Elle inclina la tête, faisant décoller l'une des mèches retombant  sur ses joues blanches.

«  Scylla.

- Scylla », répétai-je afin de me persuader qu'elle ne disparaîtrait pas comme elle était venue, « d'où viens-tu ?

- Bah, d'ici!! Tu as de drôles de questions monsieur le disciple!

- C'est où ici ?

- Ici, c'est le Sanctuaire. »

Je fis un mouvement de lassitude. Je me relevai lourdement. Ses réponses évasives m'énervaient. Elle me fixa d'un air intéressé et se releva elle aussi.

Comme elle était menue!! A côté d'elle, je faisais office de Sirius par rapport à Shaolin. Je distinguai alors son accoutrement pour le moins étrange.

Elle portait une sorte de robe en tissu transparent dont l'opacité était permise par les épaisseurs d'étoffes superposées formant le vêtement, d'une couleur mauve très pâle, presque blanc, rattachée par des lacets de satin se croisant et ceinturant tout le côté gauche de la petite fille.

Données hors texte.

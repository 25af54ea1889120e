//! Deterministic, explainable section routing over a Knowledge Pack.
//!
//! A pack (manifest, TOC with security metadata, content) is indexed once into a
//! [`CorpusIndex`]. Queries are scored lexically by a [`SectionRouter`], gated by a
//! [`PolicyGate`], and truncated under the pointer protocol before release.

mod citation;
mod config;
mod error;
mod index;
mod integrity;
mod lookup;
mod model;
mod pointer;
mod policy;
mod router;
mod snapshot;
mod text;

#[cfg(test)]
mod testing;

pub use citation::{
    derive_file_id, derive_section_id, diff_section_ids, generation_id, pack_digest,
    section_id_set, CitationDiff,
};
pub use config::{
    RouterBackend, RouterConfig, ScoringWeights, DEFAULT_ALIAS_WEIGHT, DEFAULT_ENTITY_WEIGHT,
    DEFAULT_EXACT_MATCH_THRESHOLD, DEFAULT_MAX_CHUNK_CHARS, DEFAULT_TEXT_WEIGHT,
};
pub use error::RouterError;
pub use index::CorpusIndex;
pub use integrity::{check_integrity, ensure_servable, IntegrityReport, RuleTarget};
pub use lookup::{
    citation_source, exact_hits, Gated, LookupHit, LookupOutcome, LookupResult, RouteResult,
    TopResult,
};
pub use model::{
    DisambiguationRule, FileContent, FileToc, KnowledgePack, Manifest, Section, SectionRef,
    SectionToc, SecurityMetadata, Toc,
};
pub use pointer::{truncate_section_text, truncation_marker, ChunkedContent};
pub use policy::{
    CallerAttributes, EnforcementLevel, PolicyDecision, PolicyGate, PolicySummary, ACCESS_GRANTED,
};
pub use router::{
    default_tie_breakers, CandidateTrace, DeterministicRouter, ExcludedSection, RankedSection,
    RoutingTrace, RuleFiring, SectionRouter, SignalBreakdown, TopSection, RULESET_VERSION,
};
pub use snapshot::RouterSnapshot;
pub use text::{normalize_all, normalize_terms};
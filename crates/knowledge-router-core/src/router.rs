use std::cmp::Ordering;
use std::collections::BTreeSet;
use std::sync::Arc;

use serde::{Deserialize, Serialize};

use crate::index::IndexedSection;
use crate::text::normalize_terms;
use crate::{CorpusIndex, RouterBackend, RouterConfig, ScoringWeights, Section, SectionRef};

pub const RULESET_VERSION: &str = "routing.v1";

#[must_use]
pub fn default_tie_breakers() -> Vec<String> {
    vec![
        "score desc".to_string(),
        "rule_preferred first".to_string(),
        "file_id asc".to_string(),
        "section_id asc".to_string(),
    ]
}

#[derive(Debug, Clone, Serialize, Deserialize, PartialEq)]
pub struct RankedSection {
    pub rank: usize,
    pub file_id: String,
    pub section_id: String,
    pub label: String,
    pub score: f64,
    pub exact_match: bool,
    pub rule_preferred: bool,
    pub text: String,
    pub aliases: Vec<String>,
    pub entities: Vec<String>,
}

impl RankedSection {
    #[must_use]
    pub fn reference(&self) -> SectionRef {
        SectionRef::new(&self.file_id, &self.section_id)
    }
}

#[derive(Debug, Clone, Serialize, Deserialize, PartialEq)]
pub struct TopSection {
    pub score: f64,
    pub file_id: String,
    pub section: Section,
}

#[derive(Debug, Clone, Default, Serialize, Deserialize, Eq, PartialEq)]
pub struct SignalBreakdown {
    pub label_matches: usize,
    pub text_matches: usize,
    /// Distinct query terms found in the label or the body; this is what the text weight scores.
    pub label_text_matches: usize,
    pub alias_matches: usize,
    pub entity_matches: usize,
    pub matched_terms: Vec<String>,
}

#[derive(Debug, Clone, Serialize, Deserialize, PartialEq)]
pub struct CandidateTrace {
    pub rank: usize,
    pub section: SectionRef,
    pub label: String,
    pub signals: SignalBreakdown,
    pub base_score: f64,
    pub boost: f64,
    pub score: f64,
    pub rule_preferred: bool,
    pub above_threshold: bool,
    pub reasons: Vec<String>,
}

#[derive(Debug, Clone, Serialize, Deserialize, Eq, PartialEq)]
pub struct ExcludedSection {
    pub section: SectionRef,
    pub reason: String,
}

#[derive(Debug, Clone, Serialize, Deserialize, PartialEq)]
pub struct RuleFiring {
    pub rule_index: usize,
    pub trigger_terms: Vec<String>,
    pub boost: f64,
    pub preferred_sections: Vec<SectionRef>,
}

/// Explainability record for one query against one generation.
#[derive(Debug, Clone, Serialize, Deserialize, PartialEq)]
pub struct RoutingTrace {
    pub query: String,
    pub normalized_terms: Vec<String>,
    pub ruleset_version: String,
    pub backend: RouterBackend,
    pub weights: ScoringWeights,
    pub exact_match_threshold: f64,
    pub tie_breakers: Vec<String>,
    pub fired_rules: Vec<RuleFiring>,
    pub candidates: Vec<CandidateTrace>,
    pub excluded: Vec<ExcludedSection>,
    pub unmatched_sections: usize,
    pub ranking: Vec<SectionRef>,
    pub ordering_trace: Vec<String>,
}

/// Capability set every router backend provides.
pub trait SectionRouter: Send + Sync {
    /// Full ranking of sections with a positive score.
    fn route_query(&self, query: &str) -> Vec<RankedSection>;

    /// Highest-ranked section, if any section scored.
    fn get_top_section(&self, query: &str) -> Option<TopSection>;

    fn get_routing_trace(&self, query: &str) -> RoutingTrace;
}

impl RouterBackend {
    /// Instantiate the statically linked router this backend names.
    #[must_use]
    pub fn build(self, index: Arc<CorpusIndex>, config: &RouterConfig) -> Box<dyn SectionRouter> {
        match self {
            Self::Deterministic => Box::new(DeterministicRouter::new(index, config)),
        }
    }
}

#[derive(Debug, Clone)]
struct ScoredCandidate<'a> {
    position: usize,
    entry: &'a IndexedSection,
    signals: SignalBreakdown,
    base_score: f64,
    boost: f64,
    score: f64,
    rule_preferred: bool,
}

impl ScoredCandidate<'_> {
    fn precedence(lhs: &Self, rhs: &Self) -> Ordering {
        rhs.score
            .total_cmp(&lhs.score)
            .then_with(|| rhs.rule_preferred.cmp(&lhs.rule_preferred))
            .then_with(|| lhs.entry.reference.file_id.cmp(&rhs.entry.reference.file_id))
            .then_with(|| lhs.entry.reference.section_id.cmp(&rhs.entry.reference.section_id))
    }
}

struct Evaluation<'a> {
    terms: BTreeSet<String>,
    fired_rules: Vec<RuleFiring>,
    ranked: Vec<ScoredCandidate<'a>>,
    excluded: Vec<ExcludedSection>,
    unmatched_sections: usize,
}

/// Lexical router: weighted term overlap plus disambiguation boosts, totally ordered.
///
/// A pure function of the index and the query; it holds no mutable state.
#[derive(Debug, Clone)]
pub struct DeterministicRouter {
    index: Arc<CorpusIndex>,
    weights: ScoringWeights,
    exact_match_threshold: f64,
}

fn overlap(query_terms: &BTreeSet<String>, field_terms: &BTreeSet<String>) -> usize {
    query_terms.intersection(field_terms).count()
}

fn count_f64(value: usize) -> f64 {
    f64::from(u32::try_from(value).unwrap_or(u32::MAX))
}

impl DeterministicRouter {
    #[must_use]
    pub fn new(index: Arc<CorpusIndex>, config: &RouterConfig) -> Self {
        Self { index, weights: config.weights, exact_match_threshold: config.exact_match_threshold }
    }

    #[must_use]
    pub fn index(&self) -> &CorpusIndex {
        &self.index
    }

    fn signals(terms: &BTreeSet<String>, entry: &IndexedSection) -> SignalBreakdown {
        let matched_terms = terms
            .iter()
            .filter(|term| {
                entry.label_text_terms.contains(*term)
                    || entry.alias_terms.contains(*term)
                    || entry.entity_terms.contains(*term)
            })
            .cloned()
            .collect();

        SignalBreakdown {
            label_matches: overlap(terms, &entry.label_terms),
            text_matches: overlap(terms, &entry.text_terms),
            label_text_matches: overlap(terms, &entry.label_text_terms),
            alias_matches: overlap(terms, &entry.alias_terms),
            entity_matches: overlap(terms, &entry.entity_terms),
            matched_terms,
        }
    }

    fn base_score(&self, signals: &SignalBreakdown) -> f64 {
        self.weights.text * count_f64(signals.label_text_matches)
            + self.weights.alias * count_f64(signals.alias_matches)
            + self.weights.entity * count_f64(signals.entity_matches)
    }

    fn evaluate(&self, query: &str) -> Evaluation<'_> {
        let terms = normalize_terms(query);
        if terms.is_empty() {
            return Evaluation {
                terms,
                fired_rules: Vec::new(),
                ranked: Vec::new(),
                excluded: Vec::new(),
                unmatched_sections: self.index.len(),
            };
        }

        let entries = self.index.entries();
        let fired = self
            .index
            .rules()
            .iter()
            .filter(|rule| !rule.trigger_terms.is_empty() && rule.trigger_terms.is_subset(&terms))
            .collect::<Vec<_>>();

        let mut candidate_positions = self.index.candidates(&terms);
        for rule in &fired {
            candidate_positions.extend(rule.preferred.iter().copied());
        }

        let mut ranked = Vec::new();
        let mut excluded = Vec::new();
        for position in candidate_positions.iter().copied() {
            let entry = &entries[position];
            let signals = Self::signals(&terms, entry);
            let base_score = self.base_score(&signals);
            let boost: f64 = fired
                .iter()
                .filter(|rule| rule.preferred.contains(&position))
                .map(|rule| rule.boost)
                .sum();
            let score = base_score + boost;

            if score <= 0.0 {
                excluded.push(ExcludedSection {
                    section: entry.reference.clone(),
                    reason: "matched terms carry zero weight".to_string(),
                });
                continue;
            }

            ranked.push(ScoredCandidate {
                position,
                entry,
                signals,
                base_score,
                boost,
                score,
                rule_preferred: boost > 0.0,
            });
        }
        ranked.sort_by(ScoredCandidate::precedence);

        let fired_rules = fired
            .iter()
            .map(|rule| RuleFiring {
                rule_index: rule.rule_index,
                trigger_terms: rule.trigger_terms.iter().cloned().collect(),
                boost: rule.boost,
                preferred_sections: rule
                    .preferred
                    .iter()
                    .map(|&position| entries[position].reference.clone())
                    .collect(),
            })
            .collect();

        Evaluation {
            terms,
            fired_rules,
            ranked,
            excluded,
            unmatched_sections: entries.len() - candidate_positions.len(),
        }
    }

    fn is_exact(&self, score: f64) -> bool {
        score > self.exact_match_threshold
    }

    fn ranked_section(&self, rank: usize, candidate: &ScoredCandidate<'_>) -> RankedSection {
        let section = self.index.section_at(candidate.position);
        RankedSection {
            rank,
            file_id: candidate.entry.reference.file_id.clone(),
            section_id: candidate.entry.reference.section_id.clone(),
            label: candidate.entry.label.clone(),
            score: candidate.score,
            exact_match: self.is_exact(candidate.score),
            rule_preferred: candidate.rule_preferred,
            text: section.text.clone(),
            aliases: candidate.entry.aliases.iter().cloned().collect(),
            entities: candidate.entry.entities.iter().cloned().collect(),
        }
    }

    fn candidate_trace(&self, rank: usize, candidate: &ScoredCandidate<'_>) -> CandidateTrace {
        let signals = &candidate.signals;
        let mut reasons = vec![
            format!(
                "label/text matched {} term(s) (label {}, body {})",
                signals.label_text_matches, signals.label_matches, signals.text_matches
            ),
            format!("alias matched {} term(s)", signals.alias_matches),
            format!("entity matched {} term(s)", signals.entity_matches),
        ];
        if candidate.rule_preferred {
            reasons.push(format!("disambiguation boost +{}", candidate.boost));
        }
        let above_threshold = self.is_exact(candidate.score);
        reasons.push(if above_threshold {
            format!(
                "score {} exceeds exact-match threshold {}",
                candidate.score, self.exact_match_threshold
            )
        } else {
            format!(
                "score {} does not exceed exact-match threshold {}",
                candidate.score, self.exact_match_threshold
            )
        });

        CandidateTrace {
            rank,
            section: candidate.entry.reference.clone(),
            label: candidate.entry.label.clone(),
            signals: signals.clone(),
            base_score: candidate.base_score,
            boost: candidate.boost,
            score: candidate.score,
            rule_preferred: candidate.rule_preferred,
            above_threshold,
            reasons,
        }
    }
}

impl SectionRouter for DeterministicRouter {
    fn route_query(&self, query: &str) -> Vec<RankedSection> {
        self.evaluate(query)
            .ranked
            .iter()
            .enumerate()
            .map(|(index, candidate)| self.ranked_section(index + 1, candidate))
            .collect()
    }

    fn get_top_section(&self, query: &str) -> Option<TopSection> {
        let evaluation = self.evaluate(query);
        let top = evaluation.ranked.first()?;
        Some(TopSection {
            score: top.score,
            file_id: top.entry.reference.file_id.clone(),
            section: self.index.section_at(top.position).clone(),
        })
    }

    fn get_routing_trace(&self, query: &str) -> RoutingTrace {
        let evaluation = self.evaluate(query);
        let candidates = evaluation
            .ranked
            .iter()
            .enumerate()
            .map(|(index, candidate)| self.candidate_trace(index + 1, candidate))
            .collect::<Vec<_>>();
        let ranking = candidates.iter().map(|candidate| candidate.section.clone()).collect();

        RoutingTrace {
            query: query.to_string(),
            normalized_terms: evaluation.terms.into_iter().collect(),
            ruleset_version: RULESET_VERSION.to_string(),
            backend: RouterBackend::Deterministic,
            weights: self.weights,
            exact_match_threshold: self.exact_match_threshold,
            tie_breakers: default_tie_breakers(),
            fired_rules: evaluation.fired_rules,
            candidates,
            excluded: evaluation.excluded,
            unmatched_sections: evaluation.unmatched_sections,
            ranking,
            ordering_trace: vec![
                "normalize: case-fold, split on word boundaries, keep every non-empty token".to_string(),
                "candidates: sections sharing a term via label/text/alias/entity postings"
                    .to_string(),
                "score: text*(label/text matches) + alias*(alias matches) + entity*(entity matches)"
                    .to_string(),
                "boost: rules whose trigger terms are all present in the query".to_string(),
                "sort: precedence tuple with deterministic tie-breakers".to_string(),
            ],
        }
    }
}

Le vêtement dénudait les deux bras dans leur totalité et s'arrêtait à mi-cuisse pour recouvrir un pantalon violet foncé se terminant par un ourlet brodé de rouge sous le genou. Elle était chaussée de souliers minuscules et plats.

«  Moi aussi j'aime beaucoup les vêtements que me fait mon maître. Il n'est pas très bon en couture alors je repasse derrière lui mais il y met tout son coeur pour me faire cela. Je suis bien meilleure que lui pour ça mais il tient à me les offrir! Il se donne beaucoup de mal alors des fois, je laisse exprès des endroits où il a cousu sans rien reprendre. C'est un peu sa signature. »

Je rougis un peu. Ce n'était pas correct de détailler comme ça une personne, surtout une fille.

Je changeai rapidement de sujet.

«  Tu as dit "maître". Est-ce que par hasard tu serais…

- Elève! Oui, Scylla est un élève comme monsieur le disciple. Dis, tu ne m'as toujours pas appris ton nom monsieur le disciple.

- Pardon, je m'appelle Sion. »

Elle se mit à rire.

«  Juste Sion ?

- Oui, juste Sion.

- Alors c'est comme Scylla qui n'est autre que Scylla. »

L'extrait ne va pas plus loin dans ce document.